Set up on the side of the stage a jumble of sound makers – found objects, toys and musical instruments waiting to make some noise… when I sit down (the only unaccompanied person there – yes I was there without a parent, nor a child) the actors are busy giving high-fives to children who are shy or violently excited. The air thick with anticipation.

Before long the show starts we can see and hear the live foley (as created by Shondelle Pratt). Felix Gentle (boy) and Catherine McGraffin (Girl) are in the usual sibling rivalry – and before long Dad reveals his secret past as a bear hunter… and the mission to hunt a bear begins.
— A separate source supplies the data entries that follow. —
//! In-memory counter store for single-process deployments and testing
//!
//! Each primitive takes the write lock of the map it touches for its whole
//! duration, so check and mutation are indivisible within this process.

use async_trait::async_trait;
use std::collections::{HashMap, HashSet};
use std::sync::atomic::{AtomicBool, Ordering};
use std::sync::Arc;
use std::time::Duration;
use tokio::sync::RwLock;

use super::traits::*;
use crate::core::clock::{Clock, SystemClock};
use crate::error::{Result, RustyGateError};

#[derive(Debug, Clone, Copy)]
struct BucketEntry {
    state: BucketState,
    expires_at_ms: u64,
}

/// In-memory implementation of [`CounterStore`]
pub struct InMemoryCounterStore {
    counters: RwLock<HashMap<String, i64>>,
    sets: RwLock<HashMap<String, HashSet<String>>>,
    buckets: RwLock<HashMap<String, BucketEntry>>,
    /// When set every call fails with `StoreUnavailable`
    offline: AtomicBool,
    clock: Arc<dyn Clock>,
}

impl InMemoryCounterStore {
    pub fn new() -> Self {
        Self::with_clock(Arc::new(SystemClock::new()))
    }

    /// Use a specific clock for bucket expiry sweeps
    pub fn with_clock(clock: Arc<dyn Clock>) -> Self {
        Self {
            counters: RwLock::new(HashMap::new()),
            sets: RwLock::new(HashMap::new()),
            buckets: RwLock::new(HashMap::new()),
            offline: AtomicBool::new(false),
            clock,
        }
    }

    /// Make every subsequent call fail as if the store were unreachable.
    /// Used by outage drills and tests.
    pub fn simulate_outage(&self, offline: bool) {
        self.offline.store(offline, Ordering::SeqCst);
        if offline {
            log::warn!("In-memory counter store switched to simulated outage");
        }
    }

    fn ensure_online(&self) -> Result<()> {
        if self.offline.load(Ordering::SeqCst) {
            return Err(RustyGateError::StoreUnavailable(
                "simulated outage".to_string(),
            ));
        }
        Ok(())
    }

    /// Drop idle buckets whose TTL has passed, returning how many were removed
    pub async fn purge_expired(&self) -> usize {
        let now_ms = self.clock.now_millis();
        let mut buckets = self.buckets.write().await;
        let before = buckets.len();
        buckets.retain(|_, entry| entry.expires_at_ms > now_ms);
        before - buckets.len()
    }

    /// Number of live token buckets (expired ones may linger until purged)
    pub async fn bucket_count(&self) -> usize {
        self.buckets.read().await.len()
    }

    /// Start a periodic sweep of expired buckets
    pub fn start_cleanup_task(self: Arc<Self>, every: Duration) {
        tokio::spawn(async move {
            let mut interval = tokio::time::interval(every);
            loop {
                interval.tick().await;
                let removed = self.purge_expired().await;
                if removed > 0 {
                    log::debug!("Purged {} idle token buckets", removed);
                }
            }
        });
    }
}

impl Default for InMemoryCounterStore {
    fn default() -> Self {
        Self::new()
    }
}

#[async_trait]
impl CounterStore for InMemoryCounterStore {
    async fn increment(&self, key: &str) -> Result<i64> {
        self.ensure_online()?;
        let mut counters = self.counters.write().await;
        let value = counters.entry(key.to_string()).or_insert(0);
        *value += 1;
        Ok(*value)
    }

    async fn decrement(&self, key: &str) -> Result<i64> {
        self.ensure_online()?;
        let mut counters = self.counters.write().await;
        let value = match counters.get_mut(key) {
            Some(count) => {
                *count = (*count - 1).max(0);
                *count
            }
            None => 0,
        };
        if value == 0 {
            counters.remove(key);
        }
        Ok(value)
    }

    async fn get(&self, key: &str) -> Result<i64> {
        self.ensure_online()?;
        Ok(*self.counters.read().await.get(key).unwrap_or(&0))
    }

    async fn increment_below(&self, key: &str, limit: i64) -> Result<LimitedIncrement> {
        self.ensure_online()?;
        let mut counters = self.counters.write().await;
        let current = *counters.get(key).unwrap_or(&0);
        if current < limit {
            counters.insert(key.to_string(), current + 1);
            Ok(LimitedIncrement {
                incremented: true,
                value: current + 1,
            })
        } else {
            Ok(LimitedIncrement {
                incremented: false,
                value: current,
            })
        }
    }

    async fn set_add_bounded(&self, key: &str, member: &str, max_members: usize) -> Result<BoundedAdd> {
        self.ensure_online()?;
        let mut sets = self.sets.write().await;
        let members = sets.entry(key.to_string()).or_default();

        if members.contains(member) {
            return Ok(BoundedAdd {
                added: true,
                size: members.len(),
            });
        }

        if members.len() < max_members {
            members.insert(member.to_string());
            Ok(BoundedAdd {
                added: true,
                size: members.len(),
            })
        } else {
            Ok(BoundedAdd {
                added: false,
                size: members.len(),
            })
        }
    }

    async fn set_remove(&self, key: &str, member: &str) -> Result<bool> {
        self.ensure_online()?;
        let mut sets = self.sets.write().await;
        let removed = match sets.get_mut(key) {
            Some(members) => {
                let removed = members.remove(member);
                if members.is_empty() {
                    sets.remove(key);
                }
                removed
            }
            None => false,
        };
        Ok(removed)
    }

    async fn set_size(&self, key: &str) -> Result<usize> {
        self.ensure_online()?;
        Ok(self.sets.read().await.get(key).map_or(0, HashSet::len))
    }

    async fn token_bucket(&self, key: &str, request: &BucketRequest) -> Result<BucketOutcome> {
        self.ensure_online()?;
        let mut buckets = self.buckets.write().await;

        let existing = buckets
            .get(key)
            .filter(|entry| entry.expires_at_ms > request.now_ms)
            .map(|entry| entry.state);

        let (state, outcome) = request.apply(existing);
        buckets.insert(
            key.to_string(),
            BucketEntry {
                state,
                expires_at_ms: request.now_ms.saturating_add(request.ttl_ms),
            },
        );

        Ok(outcome)
    }

    async fn health_check(&self) -> Result<bool> {
        Ok(!self.offline.load(Ordering::SeqCst))
    }
}
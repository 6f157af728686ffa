// Tests against a live Redis instance
// Run with: REDIS_URL=redis://127.0.0.1/ cargo test --features redis-store -- --ignored
#![cfg(feature = "redis-store")]

use std::sync::Arc;
use std::time::{SystemTime, UNIX_EPOCH};
use uuid::Uuid;

use rusty_gate::storage::{BucketRequest, CounterStore, RedisCounterStore, RedisStoreConfig};

async fn store() -> RedisCounterStore {
    let url = std::env::var("REDIS_URL").unwrap_or_else(|_| "redis://127.0.0.1/".to_string());
    RedisCounterStore::connect_with_config(
        &url,
        RedisStoreConfig {
            key_prefix: format!("rusty-gate-test-{}:", Uuid::new_v4()),
        },
    )
    .await
    .expect("Redis must be running for ignored tests")
}

fn now_ms() -> u64 {
    SystemTime::now()
        .duration_since(UNIX_EPOCH)
        .unwrap()
        .as_millis() as u64
}

#[tokio::test]
#[ignore]
async fn test_increment_below_stops_at_limit() {
    let store = store().await;

    for expected in 1..=3 {
        let step = store.increment_below("conn:user:1", 3).await.unwrap();
        assert!(step.incremented);
        assert_eq!(step.value, expected);
    }
    let step = store.increment_below("conn:user:1", 3).await.unwrap();
    assert!(!step.incremented);
    assert_eq!(step.value, 3);

    assert_eq!(store.decrement("conn:user:1").await.unwrap(), 2);
}

#[tokio::test]
#[ignore]
async fn test_decrement_never_goes_negative() {
    let store = store().await;
    assert_eq!(store.decrement("conn:ip:10.0.0.1").await.unwrap(), 0);
    assert_eq!(store.get("conn:ip:10.0.0.1").await.unwrap(), 0);
}

#[tokio::test]
#[ignore]
async fn test_bounded_set_across_concurrent_callers() {
    let store = Arc::new(store().await);

    let mut tasks = Vec::new();
    for i in 0..20 {
        let store = store.clone();
        tasks.push(tokio::spawn(async move {
            store
                .set_add_bounded("room:lobby", &format!("conn-{}", i), 10)
                .await
                .unwrap()
                .added
        }));
    }

    let mut added = 0;
    for task in tasks {
        if task.await.unwrap() {
            added += 1;
        }
    }
    assert_eq!(added, 10);
    assert_eq!(store.set_size("room:lobby").await.unwrap(), 10);

    let mut removed = 0;
    for i in 0..20 {
        if store.set_remove("room:lobby", &format!("conn-{}", i)).await.unwrap() {
            removed += 1;
        }
    }
    assert_eq!(removed, 10);
    assert_eq!(store.set_size("room:lobby").await.unwrap(), 0);
}

#[tokio::test]
#[ignore]
async fn test_token_bucket_matches_local_math() {
    let store = store().await;
    let now = now_ms();
    let request = BucketRequest {
        capacity: 3.0,
        refill_per_sec: 2.0,
        cost: 1.0,
        now_ms: now,
        ttl_ms: 6_500,
    };

    for _ in 0..3 {
        assert!(store.token_bucket("bucket:user:1", &request).await.unwrap().allowed);
    }
    let outcome = store.token_bucket("bucket:user:1", &request).await.unwrap();
    assert!(!outcome.allowed);
    assert_eq!(outcome.retry_after_ms, 500);

    let later = BucketRequest {
        now_ms: now + 500,
        ..request
    };
    assert!(store.token_bucket("bucket:user:1", &later).await.unwrap().allowed);
}

#[tokio::test]
#[ignore]
async fn test_health_check() {
    let store = store().await;
    assert!(store.health_check().await.unwrap());
}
It is impossible not to delight in all the transformations in this show – as audience we delight in the transformation of the adults into children, we delight in the sounds coming from the objects on stage, the songs, the vulnerability/bravado/stupidity of dad (Douglas Hansell). We get into the rhythm of the refrains “Can’t go over it, can’t go under it…”
It’s a constantly moving, progressing and revealing show – where all the characters are interesting – even the baby (puppet work by the cast, gurgles/voice by Shondelle Pratt). I must say though – one of the more dramaturgically confusing numbers is “Doglish” where Max the dog explains to us how to speak dog- language – thankfully it’s saved by the fact it is spell binding to watch the choreography of a dog puppet who is manipulated by three actors – outrageously delightful with a touch of sassy Mick Jagger thrown in. Awesome.

Catherine McGraffin has a fine and strong voice – and plays the evil sister with relish, Felix Gentle is our soft hero who makes good, Douglas Hansell is the charming/goofy dad who we all love and all find comfortably flawed. Shondelle Pratt gives a punchy, sassy, performance – with the skill of an orchestra’s percussionist (all those different instruments and cues!). Anna Crawford keeps the story moving, and there is more room for audience interaction and engagement – but it’s such a rollicking adventure sometimes it seems a shame to break the momentum.

And at the end of it a story about friendship and courage and adventure and cooperation and problems solving… (if only the season was extended/I caught it earlier to make it more recommended viewing.)

All in all – a beautiful, fun, creative and engaging show for all ages, done well – and so, a complete pleasure.